**What this task involves**. For every line in the records that has the word "IndexMap", make a copy.

Stored data entries
· · · · · · ·
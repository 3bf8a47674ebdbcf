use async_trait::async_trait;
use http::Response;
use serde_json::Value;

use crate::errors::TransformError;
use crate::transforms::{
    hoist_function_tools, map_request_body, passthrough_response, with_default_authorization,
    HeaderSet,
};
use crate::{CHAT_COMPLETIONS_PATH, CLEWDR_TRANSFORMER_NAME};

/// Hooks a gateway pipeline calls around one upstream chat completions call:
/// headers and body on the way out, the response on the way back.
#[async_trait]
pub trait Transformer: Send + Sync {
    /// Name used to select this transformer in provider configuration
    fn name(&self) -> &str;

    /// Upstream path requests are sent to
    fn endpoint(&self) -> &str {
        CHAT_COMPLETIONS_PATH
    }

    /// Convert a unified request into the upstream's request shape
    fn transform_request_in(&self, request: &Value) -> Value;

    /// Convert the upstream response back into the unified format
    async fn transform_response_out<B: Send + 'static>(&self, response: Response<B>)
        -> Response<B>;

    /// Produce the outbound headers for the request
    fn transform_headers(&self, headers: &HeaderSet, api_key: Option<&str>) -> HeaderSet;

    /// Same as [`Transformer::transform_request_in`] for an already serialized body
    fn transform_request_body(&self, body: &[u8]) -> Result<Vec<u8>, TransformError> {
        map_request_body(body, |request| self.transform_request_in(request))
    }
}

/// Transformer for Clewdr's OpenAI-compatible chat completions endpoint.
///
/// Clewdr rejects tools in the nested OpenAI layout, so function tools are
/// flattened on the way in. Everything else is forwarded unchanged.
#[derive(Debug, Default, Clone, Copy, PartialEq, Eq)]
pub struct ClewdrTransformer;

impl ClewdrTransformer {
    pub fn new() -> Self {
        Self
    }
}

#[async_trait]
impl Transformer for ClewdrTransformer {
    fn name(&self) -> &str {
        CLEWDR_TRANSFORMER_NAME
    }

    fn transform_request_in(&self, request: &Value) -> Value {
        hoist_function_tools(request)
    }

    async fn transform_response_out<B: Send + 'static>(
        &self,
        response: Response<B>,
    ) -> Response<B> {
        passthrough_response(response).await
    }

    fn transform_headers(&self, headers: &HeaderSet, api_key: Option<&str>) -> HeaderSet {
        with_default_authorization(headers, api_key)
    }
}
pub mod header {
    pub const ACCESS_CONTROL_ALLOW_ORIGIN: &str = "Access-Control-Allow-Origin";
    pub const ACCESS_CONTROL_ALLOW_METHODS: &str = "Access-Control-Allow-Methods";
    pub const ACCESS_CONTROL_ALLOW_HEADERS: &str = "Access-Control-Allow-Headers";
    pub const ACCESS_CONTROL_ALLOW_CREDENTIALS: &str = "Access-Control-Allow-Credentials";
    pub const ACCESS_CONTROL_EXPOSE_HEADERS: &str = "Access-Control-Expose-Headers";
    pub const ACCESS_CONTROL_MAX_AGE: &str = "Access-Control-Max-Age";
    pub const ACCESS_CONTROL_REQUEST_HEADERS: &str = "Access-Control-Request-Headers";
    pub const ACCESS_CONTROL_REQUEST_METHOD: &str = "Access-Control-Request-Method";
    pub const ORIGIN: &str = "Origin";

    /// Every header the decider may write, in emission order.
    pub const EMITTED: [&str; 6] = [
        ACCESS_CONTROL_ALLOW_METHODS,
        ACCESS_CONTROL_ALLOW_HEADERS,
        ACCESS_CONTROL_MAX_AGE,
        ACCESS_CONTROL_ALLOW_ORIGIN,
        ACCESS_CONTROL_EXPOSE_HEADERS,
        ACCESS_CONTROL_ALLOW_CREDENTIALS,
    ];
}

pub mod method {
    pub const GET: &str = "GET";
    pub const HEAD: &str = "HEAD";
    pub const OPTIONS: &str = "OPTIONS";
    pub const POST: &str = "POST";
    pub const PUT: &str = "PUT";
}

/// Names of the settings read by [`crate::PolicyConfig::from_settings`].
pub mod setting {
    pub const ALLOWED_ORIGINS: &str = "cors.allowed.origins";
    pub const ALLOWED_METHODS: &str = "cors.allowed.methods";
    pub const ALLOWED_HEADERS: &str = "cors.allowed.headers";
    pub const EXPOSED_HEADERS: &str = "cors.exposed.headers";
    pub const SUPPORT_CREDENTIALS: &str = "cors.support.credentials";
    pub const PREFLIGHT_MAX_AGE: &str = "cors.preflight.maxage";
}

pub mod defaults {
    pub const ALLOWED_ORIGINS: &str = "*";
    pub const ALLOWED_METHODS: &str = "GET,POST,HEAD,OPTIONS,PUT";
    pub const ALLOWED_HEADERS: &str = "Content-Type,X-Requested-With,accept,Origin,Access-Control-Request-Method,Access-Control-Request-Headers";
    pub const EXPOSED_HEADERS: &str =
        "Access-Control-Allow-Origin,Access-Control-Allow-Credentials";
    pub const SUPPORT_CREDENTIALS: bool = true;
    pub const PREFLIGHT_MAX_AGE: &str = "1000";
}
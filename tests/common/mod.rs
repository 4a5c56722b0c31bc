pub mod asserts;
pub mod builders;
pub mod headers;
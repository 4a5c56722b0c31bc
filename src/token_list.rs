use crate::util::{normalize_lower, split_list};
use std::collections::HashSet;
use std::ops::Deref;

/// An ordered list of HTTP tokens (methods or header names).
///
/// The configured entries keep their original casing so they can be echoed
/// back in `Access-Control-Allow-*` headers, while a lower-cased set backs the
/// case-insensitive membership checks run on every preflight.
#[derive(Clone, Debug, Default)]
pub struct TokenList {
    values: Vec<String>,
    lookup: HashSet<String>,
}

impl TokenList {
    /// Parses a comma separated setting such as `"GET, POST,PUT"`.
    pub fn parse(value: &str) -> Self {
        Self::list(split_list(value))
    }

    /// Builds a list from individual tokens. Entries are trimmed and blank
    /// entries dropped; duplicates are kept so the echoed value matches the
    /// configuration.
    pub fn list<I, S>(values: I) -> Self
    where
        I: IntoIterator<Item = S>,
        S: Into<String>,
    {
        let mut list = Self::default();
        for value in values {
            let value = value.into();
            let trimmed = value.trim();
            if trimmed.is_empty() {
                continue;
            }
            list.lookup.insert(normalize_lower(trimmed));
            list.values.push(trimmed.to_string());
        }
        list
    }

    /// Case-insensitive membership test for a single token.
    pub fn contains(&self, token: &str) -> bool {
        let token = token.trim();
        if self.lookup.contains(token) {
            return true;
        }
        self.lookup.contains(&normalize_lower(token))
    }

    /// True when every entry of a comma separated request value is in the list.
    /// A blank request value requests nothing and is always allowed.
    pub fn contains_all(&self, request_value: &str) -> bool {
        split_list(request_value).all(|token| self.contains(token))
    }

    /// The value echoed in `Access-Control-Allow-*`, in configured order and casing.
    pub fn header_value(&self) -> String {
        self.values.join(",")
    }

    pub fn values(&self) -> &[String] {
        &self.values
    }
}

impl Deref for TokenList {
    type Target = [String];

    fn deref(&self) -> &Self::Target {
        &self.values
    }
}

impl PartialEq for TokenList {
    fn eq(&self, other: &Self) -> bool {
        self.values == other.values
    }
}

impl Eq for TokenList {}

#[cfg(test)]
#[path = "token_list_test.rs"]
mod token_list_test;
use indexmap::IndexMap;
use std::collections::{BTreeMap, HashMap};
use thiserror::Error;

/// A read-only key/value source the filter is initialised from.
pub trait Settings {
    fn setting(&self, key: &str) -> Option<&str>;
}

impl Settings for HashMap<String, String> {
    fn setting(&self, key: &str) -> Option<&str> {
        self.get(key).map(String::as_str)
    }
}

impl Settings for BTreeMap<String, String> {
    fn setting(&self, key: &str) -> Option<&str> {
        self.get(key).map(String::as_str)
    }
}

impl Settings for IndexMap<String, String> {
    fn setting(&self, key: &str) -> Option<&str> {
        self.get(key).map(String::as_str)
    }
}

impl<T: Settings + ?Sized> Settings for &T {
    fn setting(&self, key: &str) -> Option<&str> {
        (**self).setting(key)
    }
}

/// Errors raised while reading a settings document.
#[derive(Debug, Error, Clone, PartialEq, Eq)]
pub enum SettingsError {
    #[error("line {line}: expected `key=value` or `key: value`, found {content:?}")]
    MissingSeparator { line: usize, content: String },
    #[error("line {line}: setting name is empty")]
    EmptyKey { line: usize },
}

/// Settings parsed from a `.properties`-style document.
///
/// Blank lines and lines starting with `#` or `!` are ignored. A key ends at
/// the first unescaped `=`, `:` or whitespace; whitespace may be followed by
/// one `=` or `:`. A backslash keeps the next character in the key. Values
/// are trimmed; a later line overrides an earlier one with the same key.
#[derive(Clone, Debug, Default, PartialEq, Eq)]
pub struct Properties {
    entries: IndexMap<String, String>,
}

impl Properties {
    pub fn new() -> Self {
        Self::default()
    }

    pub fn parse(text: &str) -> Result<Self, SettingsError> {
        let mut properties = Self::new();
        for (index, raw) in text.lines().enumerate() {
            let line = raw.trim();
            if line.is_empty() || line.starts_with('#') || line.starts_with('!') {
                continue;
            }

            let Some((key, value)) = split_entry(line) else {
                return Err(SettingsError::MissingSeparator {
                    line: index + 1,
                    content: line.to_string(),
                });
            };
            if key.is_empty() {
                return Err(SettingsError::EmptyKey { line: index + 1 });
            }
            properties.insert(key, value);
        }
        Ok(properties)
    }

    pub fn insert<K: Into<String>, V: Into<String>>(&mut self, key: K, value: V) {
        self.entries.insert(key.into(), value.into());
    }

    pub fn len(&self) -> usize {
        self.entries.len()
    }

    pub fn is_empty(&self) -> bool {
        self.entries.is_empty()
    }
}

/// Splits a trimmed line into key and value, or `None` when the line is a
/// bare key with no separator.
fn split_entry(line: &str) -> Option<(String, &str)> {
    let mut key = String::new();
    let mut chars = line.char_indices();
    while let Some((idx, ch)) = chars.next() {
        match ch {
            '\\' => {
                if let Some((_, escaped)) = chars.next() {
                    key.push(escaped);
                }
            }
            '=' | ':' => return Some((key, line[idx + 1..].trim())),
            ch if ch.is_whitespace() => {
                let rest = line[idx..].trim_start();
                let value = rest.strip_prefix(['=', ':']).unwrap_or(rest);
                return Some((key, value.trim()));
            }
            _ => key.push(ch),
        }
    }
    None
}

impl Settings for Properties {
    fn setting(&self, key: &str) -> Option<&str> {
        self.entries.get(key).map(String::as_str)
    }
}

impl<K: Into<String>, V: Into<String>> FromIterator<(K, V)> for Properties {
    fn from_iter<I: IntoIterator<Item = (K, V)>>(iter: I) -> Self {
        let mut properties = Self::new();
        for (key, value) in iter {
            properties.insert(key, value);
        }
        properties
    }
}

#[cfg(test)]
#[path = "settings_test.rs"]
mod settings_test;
· · · · · · ·
**Answer**.
use indexmap::IndexMap;
impl Settings for IndexMap<String, String> {
    entries: IndexMap<String, String>,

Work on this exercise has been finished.